Extracted entries |
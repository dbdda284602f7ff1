//! Parsers for cytogenetic band input.
//!
//! This module provides:
//!
//! - **Band names**: Split ISCN names like `p36.33` into arm, region, band and subband
//! - **Cytoband tables**: Read UCSC `cytoBand.txt` (plain or gzipped) into rows
//!
//! ## Example
//!
//! ```rust,no_run
//! use cytoband_hierarchy::parsing::cytoband::read_cytoband_file;
//! use std::path::Path;
//!
//! let table = read_cytoband_file(Path::new("cytoBand.txt.gz")).unwrap();
//! println!("{} rows, {} malformed", table.rows.len(), table.malformed);
//! ```

use thiserror::Error;

pub mod band;
pub mod cytoband;

#[derive(Error, Debug)]
pub enum ParseError {
    #[error("IO error: {0}")]
    Io(#[from] std::io::Error),

    #[error("Invalid cytoband table: {0}")]
    InvalidFormat(String),
}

What to work on | Transcribe the listing above verbatim.

Finished exercise |
repository dbdda284602f7ff1
//! Parsers for cytogenetic band input.
//!
//! This module provides:
//!
//! - **Band names**: Split ISCN names like `p36.33` into arm, region, band and subband
//! - **Cytoband tables**: Read UCSC `cytoBand.txt` (plain or gzipped) into rows
//!
//! ## Example
//!
//! ```rust,no_run
//! use cytoband_hierarchy::parsing::cytoband::read_cytoband_file;
//! use std::path::Path;
//!
//! let table = read_cytoband_file(Path::new("cytoBand.txt.gz")).unwrap();
//! println!("{} rows, {} malformed", table.rows.len(), table.malformed);
//! ```

use thiserror::Error;

pub mod band;
pub mod cytoband;

#[derive(Error, Debug)]
pub enum ParseError {
    #[error("IO error: {0}")]
    Io(#[from] std::io::Error),

    #[error("Invalid cytoband table: {0}")]
    InvalidFormat(String),
}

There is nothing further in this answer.